Dataset entries
------

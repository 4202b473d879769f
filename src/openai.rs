//! OpenAI-compatible client construction for the configured endpoint.

use crate::config::EndpointSettings;
use crate::error::{CoursemateError, Result};
use async_openai::{config::OpenAIConfig, Client};
use std::time::Duration;

/// Create a client for `endpoint`, bounded by the endpoint's timeout.
pub fn create_client(endpoint: &EndpointSettings, api_key: &str) -> Result<Client<OpenAIConfig>> {
    create_client_with_timeout(&endpoint.base_url, api_key, endpoint.timeout())
}

fn create_client_with_timeout(
    base_url: &str,
    api_key: &str,
    timeout: Duration,
) -> Result<Client<OpenAIConfig>> {
    let http_client = reqwest::Client::builder()
        .timeout(timeout)
        .build()
        .map_err(|e| CoursemateError::OpenAI(format!("Failed to create HTTP client: {}", e)))?;

    let config = OpenAIConfig::new()
        .with_api_base(base_url.trim_end_matches('/'))
        .with_api_key(api_key);

    Ok(Client::with_config(config).with_http_client(http_client))
}
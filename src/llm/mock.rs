//! Scripted chat model (no API needed).
//!
//! Replies are handed out in order; every request is recorded so callers can
//! assert on what the model was sent.

use super::{ChatModel, Message, ModelError, ModelReply, ToolDescriptor};
use async_trait::async_trait;
use std::collections::VecDeque;
use std::sync::{Mutex, PoisonError};

/// A request as seen by [`ScriptedModel`].
#[derive(Debug, Clone)]
pub struct RecordedRequest {
    pub messages: Vec<Message>,
    pub tool_names: Vec<String>,
}

/// Chat model that replays a fixed script of replies.
#[derive(Debug, Default)]
pub struct ScriptedModel {
    replies: Mutex<VecDeque<Result<ModelReply, ModelError>>>,
    requests: Mutex<Vec<RecordedRequest>>,
}

impl ScriptedModel {
    pub fn new(replies: Vec<Result<ModelReply, ModelError>>) -> Self {
        Self {
            replies: Mutex::new(replies.into()),
            requests: Mutex::new(Vec::new()),
        }
    }

    /// Number of completions requested so far.
    pub fn call_count(&self) -> usize {
        self.requests.lock().unwrap_or_else(PoisonError::into_inner).len()
    }

    /// Copies of every request received, oldest first.
    pub fn requests(&self) -> Vec<RecordedRequest> {
        self.requests.lock().unwrap_or_else(PoisonError::into_inner).clone()
    }
}

#[async_trait]
impl ChatModel for ScriptedModel {
    async fn complete(
        &self,
        messages: &[Message],
        tools: &[ToolDescriptor],
    ) -> Result<ModelReply, ModelError> {
        self.requests
            .lock()
            .unwrap_or_else(PoisonError::into_inner)
            .push(RecordedRequest {
                messages: messages.to_vec(),
                tool_names: tools.iter().map(|t| t.name.clone()).collect(),
            });

        self.replies
            .lock()
            .unwrap_or_else(PoisonError::into_inner)
            .pop_front()
            .unwrap_or_else(|| Err(ModelError::Provider("script exhausted".to_string())))
    }

    fn model_name(&self) -> &str {
        "scripted"
    }
}
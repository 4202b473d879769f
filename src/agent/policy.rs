//! Decides whether another tool round is warranted.

use super::round::RoundResult;
use std::collections::HashSet;
use tracing::{info, warn};

/// Why the round loop stops.
#[derive(Debug, Clone, PartialEq, Eq)]
pub enum StopReason {
    /// Round ceiling reached.
    MaxRounds,
    /// The model answered without requesting tools.
    ModelFinished,
    /// A query text was issued more than once in the request.
    DuplicateQuery(String),
    /// The last two rounds produced no successful tool output.
    Unproductive,
}

/// Decision of the continuation policy.
#[derive(Debug, Clone, PartialEq, Eq)]
pub enum Continuation {
    Continue,
    Stop(StopReason),
}

/// Evaluate the stop rules in priority order; the first match wins.
pub fn evaluate(completed: &[RoundResult], current_round: usize, max_rounds: usize) -> Continuation {
    if current_round >= max_rounds {
        return Continuation::Stop(StopReason::MaxRounds);
    }

    if completed.last().is_some_and(|r| !r.had_tool_calls) {
        return Continuation::Stop(StopReason::ModelFinished);
    }

    let mut seen = HashSet::new();
    for query in completed.iter().flat_map(|r| r.queries_executed.iter()) {
        if !seen.insert(query.as_str()) {
            return Continuation::Stop(StopReason::DuplicateQuery(query.clone()));
        }
    }

    let recent = &completed[completed.len().saturating_sub(2)..];
    if recent.iter().all(|r| r.tool_results.is_empty()) {
        return Continuation::Stop(StopReason::Unproductive);
    }

    Continuation::Continue
}

/// Whether another round should run after `current_round`.
pub fn should_continue(completed: &[RoundResult], current_round: usize, max_rounds: usize) -> bool {
    match evaluate(completed, current_round, max_rounds) {
        Continuation::Continue => {
            info!("Continuing to round {}", current_round + 1);
            true
        }
        Continuation::Stop(StopReason::DuplicateQuery(query)) => {
            warn!("Duplicate query {:?} detected, stopping rounds", query);
            false
        }
        Continuation::Stop(reason) => {
            info!("Stopping after round {}: {:?}", current_round, reason);
            false
        }
    }
}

------

Exactly as they stand above, repeat all the records.

repository 4202b473d879769f
filename src/openai.rs
//! OpenAI-compatible client construction for the configured endpoint.

use crate::config::EndpointSettings;
use crate::error::{CoursemateError, Result};
use async_openai::{config::OpenAIConfig, Client};
use std::time::Duration;

/// Create a client for `endpoint`, bounded by the endpoint's timeout.
pub fn create_client(endpoint: &EndpointSettings, api_key: &str) -> Result<Client<OpenAIConfig>> {
    create_client_with_timeout(&endpoint.base_url, api_key, endpoint.timeout())
}

fn create_client_with_timeout(
    base_url: &str,
    api_key: &str,
    timeout: Duration,
) -> Result<Client<OpenAIConfig>> {
    let http_client = reqwest::Client::builder()
        .timeout(timeout)
        .build()
        .map_err(|e| CoursemateError::OpenAI(format!("Failed to create HTTP client: {}", e)))?;

    let config = OpenAIConfig::new()
        .with_api_base(base_url.trim_end_matches('/'))
        .with_api_key(api_key);

    Ok(Client::with_config(config).with_http_client(http_client))
}
filename src/llm/mock.rs
//! Scripted chat model (no API needed).
//!
//! Replies are handed out in order; every request is recorded so callers can
//! assert on what the model was sent.

use super::{ChatModel, Message, ModelError, ModelReply, ToolDescriptor};
use async_trait::async_trait;
use std::collections::VecDeque;
use std::sync::{Mutex, PoisonError};

/// A request as seen by [`ScriptedModel`].
#[derive(Debug, Clone)]
pub struct RecordedRequest {
    pub messages: Vec<Message>,
    pub tool_names: Vec<String>,
}

/// Chat model that replays a fixed script of replies.
#[derive(Debug, Default)]
pub struct ScriptedModel {
    replies: Mutex<VecDeque<Result<ModelReply, ModelError>>>,
    requests: Mutex<Vec<RecordedRequest>>,
}

impl ScriptedModel {
    pub fn new(replies: Vec<Result<ModelReply, ModelError>>) -> Self {
        Self {
            replies: Mutex::new(replies.into()),
            requests: Mutex::new(Vec::new()),
        }
    }

    /// Number of completions requested so far.
    pub fn call_count(&self) -> usize {
        self.requests.lock().unwrap_or_else(PoisonError::into_inner).len()
    }

    /// Copies of every request received, oldest first.
    pub fn requests(&self) -> Vec<RecordedRequest> {
        self.requests.lock().unwrap_or_else(PoisonError::into_inner).clone()
    }
}

#[async_trait]
impl ChatModel for ScriptedModel {
    async fn complete(
        &self,
        messages: &[Message],
        tools: &[ToolDescriptor],
    ) -> Result<ModelReply, ModelError> {
        self.requests
            .lock()
            .unwrap_or_else(PoisonError::into_inner)
            .push(RecordedRequest {
                messages: messages.to_vec(),
                tool_names: tools.iter().map(|t| t.name.clone()).collect(),
            });

        self.replies
            .lock()
            .unwrap_or_else(PoisonError::into_inner)
            .pop_front()
            .unwrap_or_else(|| Err(ModelError::Provider("script exhausted".to_string())))
    }

    fn model_name(&self) -> &str {
        "scripted"
    }
}
repository 4202b473d879769f
filename src/agent/policy.rs
//! Decides whether another tool round is warranted.

use super::round::RoundResult;
use std::collections::HashSet;
use tracing::{info, warn};

/// Why the round loop stops.
#[derive(Debug, Clone, PartialEq, Eq)]
pub enum StopReason {
    /// Round ceiling reached.
    MaxRounds,
    /// The model answered without requesting tools.
    ModelFinished,
    /// A query text was issued more than once in the request.
    DuplicateQuery(String),
    /// The last two rounds produced no successful tool output.
    Unproductive,
}

/// Decision of the continuation policy.
#[derive(Debug, Clone, PartialEq, Eq)]
pub enum Continuation {
    Continue,
    Stop(StopReason),
}

/// Evaluate the stop rules in priority order; the first match wins.
pub fn evaluate(completed: &[RoundResult], current_round: usize, max_rounds: usize) -> Continuation {
    if current_round >= max_rounds {
        return Continuation::Stop(StopReason::MaxRounds);
    }

    if completed.last().is_some_and(|r| !r.had_tool_calls) {
        return Continuation::Stop(StopReason::ModelFinished);
    }

    let mut seen = HashSet::new();
    for query in completed.iter().flat_map(|r| r.queries_executed.iter()) {
        if !seen.insert(query.as_str()) {
            return Continuation::Stop(StopReason::DuplicateQuery(query.clone()));
        }
    }

    let recent = &completed[completed.len().saturating_sub(2)..];
    if recent.iter().all(|r| r.tool_results.is_empty()) {
        return Continuation::Stop(StopReason::Unproductive);
    }

    Continuation::Continue
}

/// Whether another round should run after `current_round`.
pub fn should_continue(completed: &[RoundResult], current_round: usize, max_rounds: usize) -> bool {
    match evaluate(completed, current_round, max_rounds) {
        Continuation::Continue => {
            info!("Continuing to round {}", current_round + 1);
            true
        }
        Continuation::Stop(StopReason::DuplicateQuery(query)) => {
            warn!("Duplicate query {:?} detected, stopping rounds", query);
            false
        }
        Continuation::Stop(reason) => {
            info!("Stopping after round {}: {:?}", current_round, reason);
            false
        }
    }
}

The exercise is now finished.